- **What you have to do**: Would you please copy each line of the data in which the string "attempts" occurs?

- **Provided records**:

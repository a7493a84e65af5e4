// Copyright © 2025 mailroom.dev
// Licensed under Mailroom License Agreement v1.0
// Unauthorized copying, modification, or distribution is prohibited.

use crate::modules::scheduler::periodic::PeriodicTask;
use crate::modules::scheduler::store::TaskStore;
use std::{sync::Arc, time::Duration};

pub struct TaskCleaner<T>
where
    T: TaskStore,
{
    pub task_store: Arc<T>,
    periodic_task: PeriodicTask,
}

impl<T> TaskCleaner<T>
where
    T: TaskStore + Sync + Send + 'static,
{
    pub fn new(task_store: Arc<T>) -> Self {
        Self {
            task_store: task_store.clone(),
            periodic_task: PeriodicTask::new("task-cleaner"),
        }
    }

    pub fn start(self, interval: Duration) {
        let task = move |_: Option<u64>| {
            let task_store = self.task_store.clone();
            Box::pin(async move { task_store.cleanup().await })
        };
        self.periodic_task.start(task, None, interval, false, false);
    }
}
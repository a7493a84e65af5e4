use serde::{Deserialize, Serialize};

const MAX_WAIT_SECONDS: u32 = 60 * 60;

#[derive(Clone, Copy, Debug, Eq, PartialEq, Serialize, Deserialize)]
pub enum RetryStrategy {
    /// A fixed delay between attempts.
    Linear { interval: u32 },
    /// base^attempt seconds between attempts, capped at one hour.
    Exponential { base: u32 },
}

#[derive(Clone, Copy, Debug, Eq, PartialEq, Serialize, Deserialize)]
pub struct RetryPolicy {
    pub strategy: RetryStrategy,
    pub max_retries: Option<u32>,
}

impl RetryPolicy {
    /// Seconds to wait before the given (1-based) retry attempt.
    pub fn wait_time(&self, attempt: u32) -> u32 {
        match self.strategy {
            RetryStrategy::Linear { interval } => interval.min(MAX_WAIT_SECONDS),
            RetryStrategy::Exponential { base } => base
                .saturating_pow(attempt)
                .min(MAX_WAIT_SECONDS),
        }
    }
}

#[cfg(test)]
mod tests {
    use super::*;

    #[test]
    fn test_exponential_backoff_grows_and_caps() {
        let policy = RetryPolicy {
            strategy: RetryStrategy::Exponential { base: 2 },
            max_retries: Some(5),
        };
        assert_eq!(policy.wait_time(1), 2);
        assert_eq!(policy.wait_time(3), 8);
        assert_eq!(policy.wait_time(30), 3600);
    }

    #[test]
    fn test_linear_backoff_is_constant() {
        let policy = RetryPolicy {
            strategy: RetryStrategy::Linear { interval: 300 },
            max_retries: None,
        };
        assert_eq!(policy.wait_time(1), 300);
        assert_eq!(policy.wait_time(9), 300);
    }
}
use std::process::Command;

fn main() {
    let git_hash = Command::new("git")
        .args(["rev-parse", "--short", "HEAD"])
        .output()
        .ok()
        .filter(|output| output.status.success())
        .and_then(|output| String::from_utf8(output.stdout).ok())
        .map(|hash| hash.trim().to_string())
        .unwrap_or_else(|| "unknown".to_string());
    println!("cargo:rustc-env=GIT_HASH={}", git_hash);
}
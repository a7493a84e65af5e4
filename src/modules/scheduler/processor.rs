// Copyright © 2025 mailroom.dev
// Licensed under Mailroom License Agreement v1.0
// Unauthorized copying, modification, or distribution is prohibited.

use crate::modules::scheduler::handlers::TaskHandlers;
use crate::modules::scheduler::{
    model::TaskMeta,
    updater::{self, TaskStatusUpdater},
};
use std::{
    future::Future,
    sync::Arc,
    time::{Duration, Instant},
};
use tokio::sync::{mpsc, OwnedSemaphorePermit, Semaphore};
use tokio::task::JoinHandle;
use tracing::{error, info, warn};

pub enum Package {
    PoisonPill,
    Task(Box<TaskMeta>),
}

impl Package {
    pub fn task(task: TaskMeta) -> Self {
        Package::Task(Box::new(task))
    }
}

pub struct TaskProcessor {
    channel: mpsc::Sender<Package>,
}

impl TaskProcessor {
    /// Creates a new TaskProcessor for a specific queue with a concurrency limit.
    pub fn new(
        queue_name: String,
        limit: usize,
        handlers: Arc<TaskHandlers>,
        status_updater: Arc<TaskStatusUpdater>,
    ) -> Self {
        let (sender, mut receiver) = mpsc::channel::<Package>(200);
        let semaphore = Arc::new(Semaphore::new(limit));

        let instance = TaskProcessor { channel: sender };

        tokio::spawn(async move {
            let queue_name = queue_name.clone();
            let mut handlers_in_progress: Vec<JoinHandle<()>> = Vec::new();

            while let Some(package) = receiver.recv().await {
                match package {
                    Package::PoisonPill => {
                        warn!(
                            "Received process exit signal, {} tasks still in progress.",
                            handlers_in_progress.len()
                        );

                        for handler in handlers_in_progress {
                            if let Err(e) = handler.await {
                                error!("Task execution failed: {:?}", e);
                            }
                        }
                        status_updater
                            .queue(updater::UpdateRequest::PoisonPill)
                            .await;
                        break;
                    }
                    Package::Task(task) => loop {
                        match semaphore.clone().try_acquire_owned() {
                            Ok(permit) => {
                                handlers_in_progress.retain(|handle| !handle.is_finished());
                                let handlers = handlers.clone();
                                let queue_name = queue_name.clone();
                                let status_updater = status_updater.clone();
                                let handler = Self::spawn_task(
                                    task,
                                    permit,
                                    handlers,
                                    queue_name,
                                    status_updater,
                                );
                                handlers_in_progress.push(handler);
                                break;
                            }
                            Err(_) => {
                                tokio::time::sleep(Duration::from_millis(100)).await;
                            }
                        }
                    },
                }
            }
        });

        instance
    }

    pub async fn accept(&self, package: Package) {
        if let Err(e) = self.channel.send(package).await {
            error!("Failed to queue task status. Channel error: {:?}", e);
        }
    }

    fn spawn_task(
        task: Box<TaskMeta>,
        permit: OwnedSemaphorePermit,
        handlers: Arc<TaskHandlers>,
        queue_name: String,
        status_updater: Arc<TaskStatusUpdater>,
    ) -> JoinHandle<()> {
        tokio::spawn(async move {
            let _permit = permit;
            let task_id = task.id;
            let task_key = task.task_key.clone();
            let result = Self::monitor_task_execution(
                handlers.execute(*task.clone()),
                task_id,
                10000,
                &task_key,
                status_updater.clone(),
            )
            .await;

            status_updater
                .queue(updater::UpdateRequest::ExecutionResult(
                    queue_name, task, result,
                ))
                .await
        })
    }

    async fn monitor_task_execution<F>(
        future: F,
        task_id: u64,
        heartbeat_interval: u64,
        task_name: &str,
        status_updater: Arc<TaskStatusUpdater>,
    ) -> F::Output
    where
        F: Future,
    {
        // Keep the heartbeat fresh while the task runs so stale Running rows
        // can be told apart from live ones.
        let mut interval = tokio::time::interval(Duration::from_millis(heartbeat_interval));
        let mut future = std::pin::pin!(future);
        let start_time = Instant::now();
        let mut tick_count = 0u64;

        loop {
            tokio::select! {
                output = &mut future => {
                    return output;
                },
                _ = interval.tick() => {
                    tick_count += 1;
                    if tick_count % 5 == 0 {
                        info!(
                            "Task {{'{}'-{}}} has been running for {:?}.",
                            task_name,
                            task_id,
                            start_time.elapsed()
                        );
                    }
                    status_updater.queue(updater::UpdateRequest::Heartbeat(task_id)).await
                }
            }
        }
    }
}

- **Reply to the task**:
    /// A fixed delay between attempts.
    /// base^attempt seconds between attempts, capped at one hour.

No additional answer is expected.